The transaction, announced on February 9 and expected to close in the second half of 2026, will see InPost delisted from Euronext Amsterdam and restructured under a new holding company. Advent and FedEx will each hold 37% of the consortium, while A&R Investments — the vehicle of InPost founder and CEO Rafał Brzoska — will take 16%, and Czech investment group PPF will retain 10% after tendering its entire existing stake and reinvesting part of the proceeds.

Approximately 48% of outstanding shares have already been irrevocably committed to the offer. InPost’s boards, through a special committee advised by J.P. Morgan and Banco Santander, unanimously recommend that shareholders tender their shares. The company will continue operating as a standalone entity under the InPost brand, headquartered in Poland with Brzoska remaining as CEO.

A Company That Outgrew Its Valuation

The gap between InPost’s operational trajectory and its offer price is striking. When Advent took InPost public in Amsterdam in January 2021, the company was valued at €8 billion. Five years later, the buyout consortium is paying €7.8 billion for a fundamentally different business.

In 2025, InPost handled a record 1.4 billion parcels — up 25% year-on-year and roughly four times its 2020 volume. The company now operates 61,196 automated parcel machines across nine European countries, a 30% increase from the prior year, with total out-of-home delivery points reaching 94,500. Group revenue hit PLN 3.8 billion in Q3 2025 alone, up 49% year-on-year, driven by explosive growth in the UK where revenue quadrupled following the Yodel acquisition. Poland remains the profit engine, generating an adjusted EBITDA margin of 47% with 98% next-day delivery rates and roughly 70% market share in the automated parcel machine segment.

The question — posed directly to InPost’s supervisory board chair Hein Pretorius during the announcement — was why shareholders should accept a deal valuing the company below its IPO. His response, as reported by the Financial Times: each transaction stands on its own merits.

What FedEx Gets

For FedEx, this is about solving Europe’s last-mile problem. The American logistics giant has been pursuing its “DRIVE” cost-cutting initiative, targeting $4 billion in structural savings, alongside a “Network 2.0” strategy to integrate its delivery operations. InPost’s automated locker infrastructure offers something FedEx has struggled to build organically: a low-cost, high-density B2C delivery network across European cities where doorstep delivery is expensive and logistically complex.
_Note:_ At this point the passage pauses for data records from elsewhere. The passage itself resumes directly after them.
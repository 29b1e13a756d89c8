use std::collections::{BTreeMap, BTreeSet};
use std::path::Path;

use chrono::{Datelike, NaiveDate};
use tracing::{debug, info, warn};

use crate::calendar::{ReconstructedMonth, RowCenters, RowSamples, collect_day_spans, reconstruct_months};
use crate::compose::{AcademicYear, AcademicYearResult, CoverageReport, analyze, compose};
use crate::error::ExtractError;
use crate::layout::{MonthKey, find_day_headers, find_month_headers};
use crate::notes::{dated_mentions, exam_results_days, expected_schoolday_counts};
use crate::reader::{PageContent, read_document};
use crate::resolver::{
    CandidateSet, CandidateSource, PageGrid, Resolution, day_text_candidates, grid_candidates,
    override_candidates,
};
use crate::shading::{detect_shaded_boxes, summarize_colors};

/// Day numbers below this fraction of the page height belong to footnotes.
pub const FOOTER_FRACTION: f32 = 0.85;

/// Counters gathered while walking a document.
#[derive(Debug, Clone, Default, PartialEq, Eq)]
pub struct ExtractionStats {
    pub pages: usize,
    pub month_headers: usize,
    pub day_headers: usize,
    pub day_numbers: usize,
    pub shaded_boxes: usize,
    pub candidates: usize,
    pub ambiguous: usize,
}

/// Everything produced for one academic year.
#[derive(Debug, Clone)]
pub struct Extraction {
    pub result: AcademicYearResult,
    pub report: CoverageReport,
    pub stats: ExtractionStats,
}

/// State for one document. Months and row samples carry over to later pages;
/// boxes and candidates stay with their page.
pub struct DocumentContext {
    year: AcademicYear,
    overrides: Vec<NaiveDate>,
    months: BTreeMap<MonthKey, ReconstructedMonth>,
    row_samples: RowSamples,
    shaded: BTreeMap<NaiveDate, Resolution>,
    exam_results: BTreeSet<NaiveDate>,
    mentions: BTreeSet<NaiveDate>,
    expected_counts: BTreeMap<MonthKey, u32>,
    stats: ExtractionStats,
}

impl DocumentContext {
    pub fn new(year: AcademicYear, overrides: Vec<NaiveDate>) -> Self {
        Self {
            year,
            overrides,
            months: BTreeMap::new(),
            row_samples: RowSamples::default(),
            shaded: BTreeMap::new(),
            exam_results: BTreeSet::new(),
            mentions: BTreeSet::new(),
            expected_counts: BTreeMap::new(),
            stats: ExtractionStats::default(),
        }
    }

    pub fn process_page(&mut self, page: &PageContent) {
        self.stats.pages += 1;
        let text = page.text();
        self.exam_results.extend(exam_results_days(&text));
        self.mentions.extend(dated_mentions(&text));
        self.expected_counts.extend(expected_schoolday_counts(&text));

        let month_headers = find_month_headers(&page.lines);
        let day_headers = find_day_headers(&page.lines, &month_headers);
        let footer_y = page.height * FOOTER_FRACTION;
        let day_spans = collect_day_spans(page.spans(), &month_headers, footer_y);

        for month in reconstruct_months(&day_spans, &day_headers) {
            debug!(
                page = page.index,
                year = month.year,
                month = month.month,
                first_weekday = %month.first_weekday,
                "reconstructed month"
            );
            self.months.insert(month.key(), month);
        }

        for day in &day_spans {
            if let Some(month) = self.months.get(&day.month) {
                if day.day <= month.days_in_month() {
                    self.row_samples
                        .record(day.month, month.row_of(day.day), day.span.bbox.check_point().y);
                }
            }
        }
        let row_centers: BTreeMap<MonthKey, RowCenters> = self
            .months
            .values()
            .filter_map(|m| self.row_samples.centers(m).map(|c| (m.key(), c)))
            .collect();

        let boxes = detect_shaded_boxes(&page.fills);
        for (color, summary) in summarize_colors(&boxes) {
            debug!(
                page = page.index,
                %color,
                count = summary.count,
                width = ?(summary.min_width, summary.max_width),
                height = ?(summary.min_height, summary.max_height),
                "shaded boxes"
            );
        }

        let grid = PageGrid {
            month_headers: &month_headers,
            day_headers: &day_headers,
            months: &self.months,
            row_centers: &row_centers,
        };
        let mut candidates = CandidateSet::default();
        candidates.extend(day_text_candidates(&day_spans, &boxes));
        let overrides = override_candidates(&self.overrides, &candidates, &boxes, &grid);
        candidates.extend(overrides);
        let claimed = candidates.claimed_boxes();
        candidates.extend(grid_candidates(&boxes, &claimed, &grid));

        let resolved = candidates.resolve();
        for resolution in resolved.iter().filter(|r| r.is_ambiguous()) {
            warn!(
                page = page.index,
                date = %resolution.date,
                margin = resolution.chosen.margin,
                color = %resolution.chosen.color.map(|c| c.to_string()).unwrap_or_default(),
                "ambiguous shaded-cell match"
            );
        }
        for resolution in &resolved {
            debug!(
                page = page.index,
                date = %resolution.date,
                source = ?resolution.chosen.source,
                box_id = resolution.chosen.box_id,
                margin = resolution.chosen.margin,
                candidates = resolution.candidates,
                "resolved shaded date"
            );
        }

        self.stats.month_headers += month_headers.len();
        self.stats.day_headers += day_headers.len();
        self.stats.day_numbers += day_spans.len();
        self.stats.shaded_boxes += boxes.len();
        self.stats.candidates += candidates.len();
        self.stats.ambiguous += resolved.iter().filter(|r| r.is_ambiguous()).count();
        info!(
            page = page.index,
            months = month_headers.len(),
            day_numbers = day_spans.len(),
            boxes = boxes.len(),
            shaded_dates = resolved.len(),
            "processed page"
        );

        for resolution in resolved {
            let keep_existing = self
                .shaded
                .get(&resolution.date)
                .is_some_and(|existing| existing.chosen.margin >= resolution.chosen.margin);
            if !keep_existing {
                self.shaded.insert(resolution.date, resolution);
            }
        }
    }

    pub fn finish(self) -> Extraction {
        let shaded: BTreeSet<NaiveDate> = self.shaded.keys().copied().collect();
        let mut result = compose(&self.year, &shaded, &self.exam_results);
        let holidays: BTreeSet<NaiveDate> = result.holidays.iter().copied().collect();
        result.override_holidays = self
            .shaded
            .values()
            .filter(|r| r.chosen.source == CandidateSource::Override && holidays.contains(&r.date))
            .map(|r| r.date)
            .collect();

        let expected: BTreeMap<MonthKey, u32> = self
            .expected_counts
            .iter()
            .filter(|((year, month), _)| {
                NaiveDate::from_ymd_opt(*year, *month, 1).is_some_and(|d| self.year.contains(d))
            })
            .map(|(k, v)| (*k, *v))
            .collect();
        let mut report = analyze(&result, &expected);
        report.unreconstructed_months = self
            .year
            .months()
            .into_iter()
            .filter(|key| !self.months.contains_key(key))
            .collect();
        let schooldays: BTreeSet<NaiveDate> = result.schooldays.iter().copied().collect();
        report.mentioned_schooldays = self
            .mentions
            .iter()
            .filter(|d| schooldays.contains(d))
            .copied()
            .collect();

        log_report(&self.year, &result, &report);
        Extraction {
            result,
            report,
            stats: self.stats,
        }
    }
}

fn log_report(year: &AcademicYear, result: &AcademicYearResult, report: &CoverageReport) {
    for (y, m) in &report.unreconstructed_months {
        warn!(
            academic_year = year.label(),
            month = %format!("{y}-{m:02}"),
            "month never reconstructed; its weekdays default to schooldays"
        );
    }
    for check in report.month_checks.iter().filter(|c| !c.matches()) {
        let (y, m) = check.month;
        warn!(
            academic_year = year.label(),
            month = %format!("{y}-{m:02}"),
            expected = check.expected,
            actual = check.actual,
            "schoolday count differs from the printed total"
        );
    }
    for date in &report.mentioned_schooldays {
        debug!(
            academic_year = year.label(),
            %date,
            weekday = %date.weekday(),
            "dated mention classified as schoolday"
        );
    }
    if !report.overlap.is_empty() {
        warn!(academic_year = year.label(), dates = ?report.overlap, "dates are both schoolday and holiday");
    }
    info!(
        academic_year = year.label(),
        schooldays = result.schooldays.len(),
        holidays = result.holidays.len(),
        exam_results_days = result.exam_results_days.len(),
        override_holidays = result.override_holidays.len(),
        coverage_percent = report.coverage_percent(),
        "composed academic year"
    );
}

/// Run every page of an already-read document through one context.
pub fn extract_pages(pages: &[PageContent], year: AcademicYear, overrides: Vec<NaiveDate>) -> Extraction {
    let mut context = DocumentContext::new(year, overrides);
    for page in pages {
        context.process_page(page);
    }
    context.finish()
}

pub fn extract_pdf(
    path: impl AsRef<Path>,
    year: AcademicYear,
    overrides: Vec<NaiveDate>,
) -> Result<Extraction, ExtractError> {
    let path = path.as_ref();
    info!(path = %path.display(), academic_year = year.label(), "reading PDF");
    let pages = read_document(path)?;
    Ok(extract_pages(&pages, year, overrides))
}

#[cfg(test)]
mod tests {
    use super::*;

    #[test]
    fn empty_document_keeps_every_month_flagged() {
        let year = AcademicYear::parse("2025-2026").unwrap();
        let extraction = extract_pages(&[], year, Vec::new());
        assert!(extraction.result.holidays.is_empty());
        assert_eq!(extraction.report.unreconstructed_months.len(), 12);
        assert_eq!(extraction.stats, ExtractionStats::default());
    }

    #[test]
    fn footer_text_contributes_exam_days_and_mentions() {
        use crate::geometry::BBox;
        use crate::reader::{TextLine, TextSpan};

        let line = |text: &str, y: f32| {
            TextLine::new(vec![TextSpan::new(text, BBox::new(40.0, y, 400.0, y + 10.0))])
        };
        let page = PageContent {
            index: 0,
            width: 595.0,
            height: 842.0,
            lines: vec![
                line("Results: A Level - 13 August 2026", 780.0),
                line("INSET day 3 November 2025", 800.0),
            ],
            fills: Vec::new(),
        };
        let year = AcademicYear::parse("2025-2026").unwrap();
        let extraction = extract_pages(&[page], year, Vec::new());
        let d = |y, m, day| NaiveDate::from_ymd_opt(y, m, day).unwrap();
        assert_eq!(extraction.result.exam_results_days, vec![d(2026, 8, 13)]);
        assert!(extraction.result.holidays.contains(&d(2026, 8, 13)));
        assert!(extraction.result.schooldays.contains(&d(2025, 11, 3)));
        assert_eq!(extraction.report.mentioned_schooldays, vec![d(2025, 11, 3)]);
    }
}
FedEx CEO Raj Subramaniam framed it explicitly: the two companies will enter arm’s-length commercial agreements after closing, giving FedEx customers access to InPost’s last-mile capabilities while bringing FedEx’s global network to support InPost’s expansion. Critically, FedEx and InPost will remain independent competitors — this is not a traditional acquisition but a strategic investment with operational synergies built through partnership rather than integration.

Brzoska’s Calculated Bet

Rafał Brzoska is not cashing out. By rolling over his entire A&R shareholding into the new consortium at 16%, he is signaling that InPost’s growth story is far from over. The company’s 2025 acquisitions — Yodel in the UK (finalized April 2025) and Sending in Spain — transformed its geographic profile. For the first time in Q2 2025, over half of InPost’s revenue came from outside Poland. UK volumes reached 262.1 million parcels in 2025, nearly tripling year-on-year, making Britain InPost’s second-largest market and the third-largest agnostic logistics provider in the country.

The consortium plans to accelerate expansion in France, Spain, Portugal, Italy, Benelux, and the UK — the largest e-commerce market in Europe. With 56% of Polish consumers now preferring out-of-home delivery over doorstep service and the trend spreading westward, InPost’s bet is that automated lockers will become the default delivery infrastructure across Europe, much as they already have in Poland.

What Could Go Wrong

The deal requires regulatory clearances across multiple jurisdictions, and European antitrust authorities will scrutinize FedEx’s dual role as competitor and strategic investor. The “independent competitors” framing will be tested — particularly in markets like the UK where both companies operate delivery services. There is also execution risk: InPost’s Yodel integration temporarily compressed margins in the UK, with adjusted net profit margins falling from 12.8% to 3.8% during the integration period.

Amazon, which has been aggressively building its own locker network across Europe, remains the existential competitive threat. InPost’s moat is scale and density — 61,000 lockers with three-quarters of top-city populations in key markets living within a seven-minute walk of an InPost point — but Amazon’s capital resources are effectively unlimited.

The Bigger Picture

This is the largest Polish-originated corporate transaction in history and one of the biggest European logistics deals of the decade. It reflects a broader trend: as e-commerce penetration deepens across Europe, the infrastructure that delivers parcels is becoming as strategically valuable as the platforms that sell the goods. For Poland, InPost’s commitment to maintaining its headquarters, brand, and innovation center in the country preserves a rare European tech success story. For FedEx, it is an admission that building last-mile B2C infrastructure in Europe from scratch was never going to work — and that buying it, even at €7.8 billion, is cheaper than the alternative.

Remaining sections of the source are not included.